WORK ITEM: As the answer, set down the lines below from the one containing "let value = trim_quoted(value.trim().trim_end_matches(','));" through the one containing "if trimmed.is_empty() ||", exactly and inclusively, and no others.

EXERCISE DATA:
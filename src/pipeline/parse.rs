//! Response parsing: turn a model reply into a field → value mapping.
//!
//! Models are told to answer with a bare JSON object but routinely wrap it in
//! prose, fence it, or fall back to `key: value` lines. Three strategies are
//! tried in order and the first that yields an object wins:
//!
//! 1. The whole reply as JSON.
//! 2. The substring from the first `{` to the last `}` as JSON.
//! 3. Line-by-line `key: value` splitting.
//!
//! Every value is then cleaned. Empty, null or "not found" values trigger a
//! scan of the source text for a line mentioning the field name; if none
//! exists the value becomes [`NOT_FOUND`].
//!
//! Parsing never fails. Garbage in yields an empty mapping.

use crate::output::{Metadata, NOT_FOUND};
use serde_json::Value;
use tracing::{debug, warn};

/// Parse a raw reply into cleaned metadata, recovering missing values from
/// `source_text`.
pub fn parse_response(raw: &str, source_text: &str) -> Metadata {
    let Some(parsed) = parse_object(raw) else {
        warn!(
            "Could not parse model reply as JSON or key/value lines ({} chars)",
            raw.len()
        );
        return Metadata::new();
    };
    clean_metadata(parsed, source_text)
}

// ── Stage 1-3: locate an object ──────────────────────────────────────────────

type Strategy = fn(&str) -> Option<Metadata>;

const STRATEGIES: [(&str, Strategy); 3] = [
    ("direct", parse_direct),
    ("braces", parse_braced_substring),
    ("lines", parse_key_value_lines),
];

fn parse_object(raw: &str) -> Option<Metadata> {
    STRATEGIES.iter().find_map(|(name, strategy)| {
        let parsed = strategy(raw)?;
        debug!("Parsed model reply with '{}' strategy", name);
        Some(parsed)
    })
}

fn parse_direct(raw: &str) -> Option<Metadata> {
    match serde_json::from_str::<Value>(raw.trim()) {
        Ok(Value::Object(map)) => Some(map),
        _ => None,
    }
}

fn parse_braced_substring(raw: &str) -> Option<Metadata> {
    let start = raw.find('{')?;
    let end = raw.rfind('}')?;
    if end <= start {
        return None;
    }
    parse_direct(&raw[start..=end])
}

fn parse_key_value_lines(raw: &str) -> Option<Metadata> {
    let mut map = Metadata::new();
    for line in raw.lines() {
        let Some((key, value)) = line.split_once(':') else {
            continue;
        };
        let key = trim_quoted(key);
        if key.is_empty() {
            continue;
        }
        let value = trim_quoted(value.trim().trim_end_matches(','));
        if value.is_empty() {
            continue;
        }
        map.insert(key.to_string(), Value::String(value.to_string()));
    }
    (!map.is_empty()).then_some(map)
}

fn trim_quoted(s: &str) -> &str {
    s.trim().trim_matches(|c| c == '"' || c == '\'').trim()
}

// ── Value cleaning ───────────────────────────────────────────────────────────

fn clean_metadata(parsed: Metadata, source_text: &str) -> Metadata {
    parsed
        .into_iter()
        .map(|(key, value)| {
            let cleaned = clean_value(&key, value, source_text);
            (key, cleaned)
        })
        .collect()
}

fn clean_value(key: &str, value: Value, source_text: &str) -> Value {
    match value {
        Value::String(s) => {
            let trimmed = s.trim();
            if trimmed.is_empty() || trimmed.eq_ignore_ascii_case(NOT_FOUND) {
                recover(key, source_text)
            } else {
                Value::String(trimmed.to_string())
            }
        }
        Value::Null => recover(key, source_text),
        other => other,
    }
}

fn recover(key: &str, source_text: &str) -> Value {
    match find_partial_match(key, source_text) {
        Some(line) => {
            debug!("Recovered '{}' from source text", key);
            Value::String(line)
        }
        None => Value::String(NOT_FOUND.to_string()),
    }
}

// ── Partial-match recovery ───────────────────────────────────────────────────

/// Spellings of a field name worth searching for, lowercase and deduplicated.
///
/// `/` reads as " or ", `_` and `-` read as spaces, and " and " and " & "
/// are interchangeable.
pub fn field_variations(field: &str) -> Vec<String> {
    let base = field.trim().to_lowercase();
    if base.is_empty() {
        return Vec::new();
    }
    let candidates = [
        base.clone(),
        base.replace('/', " or "),
        base.replace(['_', '-'], " "),
        base.replace(" and ", " & "),
        base.replace(" & ", " and "),
    ];
    let mut out: Vec<String> = Vec::with_capacity(candidates.len());
    for c in candidates {
        if !c.trim().is_empty() && !out.contains(&c) {
            out.push(c);
        }
    }
    out
}

/// First source line (trimmed) that mentions any variation of `field`.
///
/// Variations are tried in order; within a variation lines are scanned top
/// to bottom.
pub fn find_partial_match(field: &str, source_text: &str) -> Option<String> {
    let lines: Vec<(&str, String)> = source_text
        .lines()
        .map(|l| (l, l.to_lowercase()))
        .collect();
    field_variations(field).iter().find_map(|variation| {
        lines
            .iter()
            .find(|(_, lower)| lower.contains(variation.as_str()))
            .map(|(line, _)| line.trim().to_string())
    })
}

#[cfg(test)]
mod tests {
    use super::*;
    use serde_json::json;

    #[test]
    fn direct_json() {
        let m = parse_response(r#"{"Sponsor": "  Acme Corp  "}"#, "");
        assert_eq!(m["Sponsor"], json!("Acme Corp"));
    }

    #[test]
    fn json_embedded_in_prose() {
        let raw = "Here is the data:\n{\"Title\": \"Trial X\"}\nHope this helps!";
        let m = parse_response(raw, "");
        assert_eq!(m["Title"], json!("Trial X"));
    }

    #[test]
    fn key_value_lines() {
        let raw = "Title: \"Trial X\",\n'Phase': III\nno separator here";
        let m = parse_response(raw, "");
        assert_eq!(m["Title"], json!("Trial X"));
        assert_eq!(m["Phase"], json!("III"));
        assert_eq!(m.len(), 2);
    }

    #[test]
    fn key_value_lines_skip_empty_values() {
        let m = parse_response("Here is what I found:\nSponsor: Acme Corp\nPhase: \"\"", "");
        assert_eq!(m.len(), 1);
        assert_eq!(m["Sponsor"], json!("Acme Corp"));
        assert!(!m.contains_key("Here is what I found"));
    }

    #[test]
    fn key_value_not_found_recovers() {
        let m = parse_response("Sponsor: not found", "Sponsored by Acme");
        assert_eq!(m["Sponsor"], json!("Sponsored by Acme"));
    }

    #[test]
    fn key_value_value_may_contain_colons() {
        let m = parse_response("Start: 10:30", "");
        assert_eq!(m["Start"], json!("10:30"));
    }

    #[test]
    fn garbage_gives_empty_map() {
        assert!(parse_response("I could not find anything.", "").is_empty());
        assert!(parse_response("", "").is_empty());
    }

    #[test]
    fn not_found_recovered_from_source() {
        let source = "filename: a.pdf\n\n  Study Phase: III  \nOther";
        let m = parse_response(r#"{"Study Phase": "Not found"}"#, source);
        assert_eq!(m["Study Phase"], json!("Study Phase: III"));
    }

    #[test]
    fn snake_case_field_recovered_from_spaced_label() {
        let m = parse_response(r#"{"study_phase": "Not found"}"#, "Study Phase: II");
        assert_eq!(m.len(), 1);
        assert_eq!(m["study_phase"], json!("Study Phase: II"));
    }

    #[test]
    fn not_found_is_case_insensitive_and_null_and_empty_recover() {
        let source = "sponsor: Acme\ntitle - Big Trial";
        let m = parse_response(
            r#"{"Sponsor": "NOT FOUND", "Title": null, "Missing": "  "}"#,
            source,
        );
        assert_eq!(m["Sponsor"], json!("sponsor: Acme"));
        assert_eq!(m["Title"], json!("title - Big Trial"));
        assert_eq!(m["Missing"], json!(NOT_FOUND));
    }

    #[test]
    fn slash_variation_matches() {
        let source = "Exclusion: pregnancy or lactation is excluded";
        let m = parse_response(r#"{"Pregnancy/Lactation": "Not found"}"#, source);
        assert_eq!(
            m["Pregnancy/Lactation"],
            json!("Exclusion: pregnancy or lactation is excluded")
        );
    }

    #[test]
    fn underscore_and_ampersand_variations() {
        assert!(field_variations("study_phase").contains(&"study phase".to_string()));
        assert!(field_variations("terms and conditions")
            .contains(&"terms & conditions".to_string()));
        assert!(field_variations("R & D").contains(&"r and d".to_string()));
    }

    #[test]
    fn variations_deduplicated() {
        assert_eq!(field_variations("Sponsor"), vec!["sponsor".to_string()]);
        assert!(field_variations("   ").is_empty());
    }

    #[test]
    fn lists_and_objects_kept() {
        let raw = r#"{"Sites": ["Paris", "Berlin"], "Contact": {"name": "X"}, "Arms": 2}"#;
        let m = parse_response(raw, "");
        assert_eq!(m["Sites"], json!(["Paris", "Berlin"]));
        assert_eq!(m["Contact"], json!({"name": "X"}));
        assert_eq!(m["Arms"], json!(2));
    }

    #[test]
    fn key_order_preserved() {
        let m = parse_response(r#"{"b": "1", "a": "2"}"#, "");
        let keys: Vec<&String> = m.keys().collect();
        assert_eq!(keys, vec!["b", "a"]);
    }

    #[test]
    fn first_matching_line_wins() {
        let source = "Sponsor: first\nSponsor: second";
        assert_eq!(
            find_partial_match("sponsor", source).as_deref(),
            Some("Sponsor: first")
        );
        assert!(find_partial_match("", source).is_none());
    }
}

TASK RESPONSE:
        let value = trim_quoted(value.trim().trim_end_matches(','));
        if value.is_empty() {
            continue;
        }
        map.insert(key.to_string(), Value::String(value.to_string()));
    }
    (!map.is_empty()).then_some(map)
}

fn trim_quoted(s: &str) -> &str {
    s.trim().trim_matches(|c| c == '"' || c == '\'').trim()
}

// ── Value cleaning ───────────────────────────────────────────────────────────

fn clean_metadata(parsed: Metadata, source_text: &str) -> Metadata {
    parsed
        .into_iter()
        .map(|(key, value)| {
            let cleaned = clean_value(&key, value, source_text);
            (key, cleaned)
        })
        .collect()
}

fn clean_value(key: &str, value: Value, source_text: &str) -> Value {
    match value {
        Value::String(s) => {
            let trimmed = s.trim();
            if trimmed.is_empty() || trimmed.eq_ignore_ascii_case(NOT_FOUND) {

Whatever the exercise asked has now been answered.